● **Exercise**:
Out of the data below, copy every line with the string "into".
Given data: Begin
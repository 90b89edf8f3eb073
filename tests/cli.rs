use assert_cmd::prelude::*;
use predicates::str::contains;
use std::io::Write;
use std::process::Command;
use tempfile::NamedTempFile;

fn write_settings(suffix: &str, contents: &str) -> NamedTempFile {
    let mut tmp = tempfile::Builder::new()
        .suffix(suffix)
        .tempfile()
        .expect("temp settings");
    tmp.write_all(contents.as_bytes()).expect("write settings");
    tmp
}

#[test]
fn cli_applies_json_settings_with_clamping() {
    let settings = write_settings(
        ".json",
        r#"{
    "lightingCookieAtlasResolution": 8192,
    "lightingShadowAtlasResolution": 64,
    "lightingMaxLightsPerCell": 1000,
    "lightingCookiesEnabled": true
}"#,
    );
    let mut cmd = Command::cargo_bin("clustered-lighting").expect("binary exists");
    cmd.arg(settings.path()).arg("--max-texture-size").arg("2048");
    cmd.assert()
        .success()
        .stdout(contains("Applied settings from"))
        .stdout(contains(" - cookie_atlas_resolution = 2048"))
        .stdout(contains(" - shadow_atlas_resolution = 64"))
        .stdout(contains(" - max_lights_per_cell = 255"))
        .stdout(contains(" - cookies_enabled = true"))
        .stdout(contains("Shader invalidations: 1"));
}

#[test]
fn cli_reads_xml_and_downgrades_area_lights() {
    let settings = write_settings(
        ".xml",
        r#"<render>
  <lightingAreaLightsEnabled>true</lightingAreaLightsEnabled>
  <lightingShadowType>pcf5</lightingShadowType>
  <lightingCells>16 4 16</lightingCells>
</render>
"#,
    );
    let mut cmd = Command::cargo_bin("clustered-lighting").expect("binary exists");
    cmd.arg(settings.path()).arg("--no-area-lights");
    cmd.assert()
        .success()
        .stdout(contains(" - cells = (16, 4, 16)"))
        .stdout(contains(" - shadow_type = pcf5"))
        .stdout(contains(" - area_lights_enabled = false"))
        .stdout(contains("Shader invalidations: 1"));
}

#[test]
fn cli_rejects_texture_size_below_atlas_minimum() {
    let settings = write_settings(".json", "{}");
    let mut cmd = Command::cargo_bin("clustered-lighting").expect("binary exists");
    cmd.arg(settings.path()).arg("--max-texture-size").arg("16");
    cmd.assert()
        .failure()
        .stderr(contains("Error:"))
        .stderr(contains("max texture size 16"));
}
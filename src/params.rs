use std::fmt;

use glam::UVec3;
use log::debug;
use serde::{Deserialize, Serialize};

use crate::atlas::{AtlasSplit, LayerId};
use crate::error::LightingError;
use crate::settings::RenderSettings;
use crate::shadow::ShadowType;

/// Smallest atlas resolution, in texels, the renderer can work with.
pub const MIN_ATLAS_RESOLUTION: u32 = 32;
pub const DEFAULT_ATLAS_RESOLUTION: u32 = 2048;
pub const MAX_LIGHTS_PER_CELL: u32 = 255;
pub const DEFAULT_CELLS: UVec3 = UVec3::new(10, 3, 10);

type InvalidateFn = Box<dyn FnMut() + Send>;

/// Global parameters of the clustered lighting pipeline.
///
/// Changing a field that feeds into generated lit shaders (shadows, shadow
/// type, cookies, area lights) calls the invalidation callback supplied at
/// construction. Writing the value already stored does nothing. Resolution
/// and count fields saturate into their valid ranges instead of failing.
pub struct LightingParams {
    supports_area_lights: bool,
    max_texture_size: u32,
    on_invalidate: InvalidateFn,

    cells: UVec3,
    max_lights_per_cell: u32,

    shadows_enabled: bool,
    shadow_type: ShadowType,
    shadow_atlas_resolution: u32,

    cookies_enabled: bool,
    cookie_atlas_resolution: u32,

    area_lights_enabled: bool,

    atlas_split: Option<AtlasSplit>,
    debug_layer: Option<LayerId>,
}

/// The subset of lighting parameters that lit shader generation depends on.
#[derive(Debug, Clone, Copy, PartialEq, Eq, Hash, Serialize, Deserialize)]
#[serde(rename_all = "camelCase")]
pub struct ClusteredShaderOptions {
    pub shadows_enabled: bool,
    pub shadow_type: ShadowType,
    pub cookies_enabled: bool,
    pub area_lights_enabled: bool,
}

impl LightingParams {
    /// Creates parameters for a device with the given capabilities.
    pub fn new<F>(
        supports_area_lights: bool,
        max_texture_size: u32,
        on_invalidate: F,
    ) -> Result<Self, LightingError>
    where
        F: FnMut() + Send + 'static,
    {
        if max_texture_size < MIN_ATLAS_RESOLUTION {
            return Err(LightingError::InvalidArgument { max_texture_size });
        }
        Ok(Self {
            supports_area_lights,
            max_texture_size,
            on_invalidate: Box::new(on_invalidate),
            cells: DEFAULT_CELLS,
            max_lights_per_cell: MAX_LIGHTS_PER_CELL,
            shadows_enabled: true,
            shadow_type: ShadowType::Pcf3,
            shadow_atlas_resolution: DEFAULT_ATLAS_RESOLUTION,
            cookies_enabled: false,
            cookie_atlas_resolution: DEFAULT_ATLAS_RESOLUTION,
            area_lights_enabled: false,
            atlas_split: None,
            debug_layer: None,
        })
    }

    /// Copies every field present in `settings` through its setter.
    pub fn apply_settings(&mut self, settings: &RenderSettings) {
        if let Some(enabled) = settings.lighting_shadows_enabled {
            self.set_shadows_enabled(enabled);
        }
        if let Some(enabled) = settings.lighting_cookies_enabled {
            self.set_cookies_enabled(enabled);
        }
        if let Some(enabled) = settings.lighting_area_lights_enabled {
            self.set_area_lights_enabled(enabled);
        }
        if let Some(resolution) = settings.lighting_shadow_atlas_resolution {
            self.set_shadow_atlas_resolution(resolution);
        }
        if let Some(resolution) = settings.lighting_cookie_atlas_resolution {
            self.set_cookie_atlas_resolution(resolution);
        }
        if let Some(count) = settings.lighting_max_lights_per_cell {
            self.set_max_lights_per_cell(count);
        }
        if let Some(shadow_type) = settings.lighting_shadow_type {
            self.set_shadow_type(shadow_type);
        }
        if let Some(cells) = settings.lighting_cells {
            self.set_cells(cells);
        }
    }

    pub fn supports_area_lights(&self) -> bool {
        self.supports_area_lights
    }

    pub fn max_texture_size(&self) -> u32 {
        self.max_texture_size
    }

    /// Number of cells along each world axis. Components are at least 1.
    pub fn cells(&self) -> UVec3 {
        self.cells
    }

    pub fn set_cells(&mut self, cells: UVec3) {
        self.cells = cells.max(UVec3::ONE);
    }

    pub fn max_lights_per_cell(&self) -> u32 {
        self.max_lights_per_cell
    }

    pub fn set_max_lights_per_cell(&mut self, count: u32) {
        self.max_lights_per_cell = count.clamp(1, MAX_LIGHTS_PER_CELL);
    }

    pub fn shadows_enabled(&self) -> bool {
        self.shadows_enabled
    }

    pub fn set_shadows_enabled(&mut self, enabled: bool) {
        if self.shadows_enabled != enabled {
            self.shadows_enabled = enabled;
            self.invalidate("shadows_enabled");
        }
    }

    pub fn shadow_type(&self) -> ShadowType {
        self.shadow_type
    }

    pub fn set_shadow_type(&mut self, shadow_type: ShadowType) {
        if self.shadow_type != shadow_type {
            self.shadow_type = shadow_type;
            self.invalidate("shadow_type");
        }
    }

    pub fn shadow_atlas_resolution(&self) -> u32 {
        self.shadow_atlas_resolution
    }

    pub fn set_shadow_atlas_resolution(&mut self, resolution: u32) {
        self.shadow_atlas_resolution = self.clamp_resolution(resolution);
    }

    pub fn cookies_enabled(&self) -> bool {
        self.cookies_enabled
    }

    pub fn set_cookies_enabled(&mut self, enabled: bool) {
        if self.cookies_enabled != enabled {
            self.cookies_enabled = enabled;
            self.invalidate("cookies_enabled");
        }
    }

    pub fn cookie_atlas_resolution(&self) -> u32 {
        self.cookie_atlas_resolution
    }

    pub fn set_cookie_atlas_resolution(&mut self, resolution: u32) {
        self.cookie_atlas_resolution = self.clamp_resolution(resolution);
    }

    pub fn area_lights_enabled(&self) -> bool {
        self.area_lights_enabled
    }

    /// Requests area light support. Always stays disabled on devices that
    /// cannot render area lights.
    pub fn set_area_lights_enabled(&mut self, enabled: bool) {
        if enabled && !self.supports_area_lights {
            debug!("area lights requested but not supported by the device");
        }
        let enabled = enabled && self.supports_area_lights;
        if self.area_lights_enabled != enabled {
            self.area_lights_enabled = enabled;
            self.invalidate("area_lights_enabled");
        }
    }

    pub fn atlas_split(&self) -> Option<&AtlasSplit> {
        self.atlas_split.as_ref()
    }

    /// `None` selects the automatic per-frame split.
    pub fn set_atlas_split(&mut self, split: Option<AtlasSplit>) {
        self.atlas_split = split;
    }

    pub fn debug_layer(&self) -> Option<LayerId> {
        self.debug_layer
    }

    pub fn set_debug_layer(&mut self, layer: Option<LayerId>) {
        self.debug_layer = layer;
    }

    pub fn shader_options(&self) -> ClusteredShaderOptions {
        ClusteredShaderOptions {
            shadows_enabled: self.shadows_enabled,
            shadow_type: self.shadow_type,
            cookies_enabled: self.cookies_enabled,
            area_lights_enabled: self.area_lights_enabled,
        }
    }

    fn clamp_resolution(&self, resolution: u32) -> u32 {
        resolution.clamp(MIN_ATLAS_RESOLUTION, self.max_texture_size)
    }

    fn invalidate(&mut self, field: &str) {
        debug!("lighting parameter `{field}` changed, invalidating lit shaders");
        (self.on_invalidate)();
    }
}

impl fmt::Debug for LightingParams {
    fn fmt(&self, f: &mut fmt::Formatter<'_>) -> fmt::Result {
        f.debug_struct("LightingParams")
            .field("supports_area_lights", &self.supports_area_lights)
            .field("max_texture_size", &self.max_texture_size)
            .field("cells", &self.cells)
            .field("max_lights_per_cell", &self.max_lights_per_cell)
            .field("shadows_enabled", &self.shadows_enabled)
            .field("shadow_type", &self.shadow_type)
            .field("shadow_atlas_resolution", &self.shadow_atlas_resolution)
            .field("cookies_enabled", &self.cookies_enabled)
            .field("cookie_atlas_resolution", &self.cookie_atlas_resolution)
            .field("area_lights_enabled", &self.area_lights_enabled)
            .field("atlas_split", &self.atlas_split)
            .field("debug_layer", &self.debug_layer)
            .finish_non_exhaustive()
    }
}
Given data: End
● **Problem solution**:
/// Changing a field that feeds into generated lit shaders (shadows, shadow
/// and count fields saturate into their valid ranges instead of failing.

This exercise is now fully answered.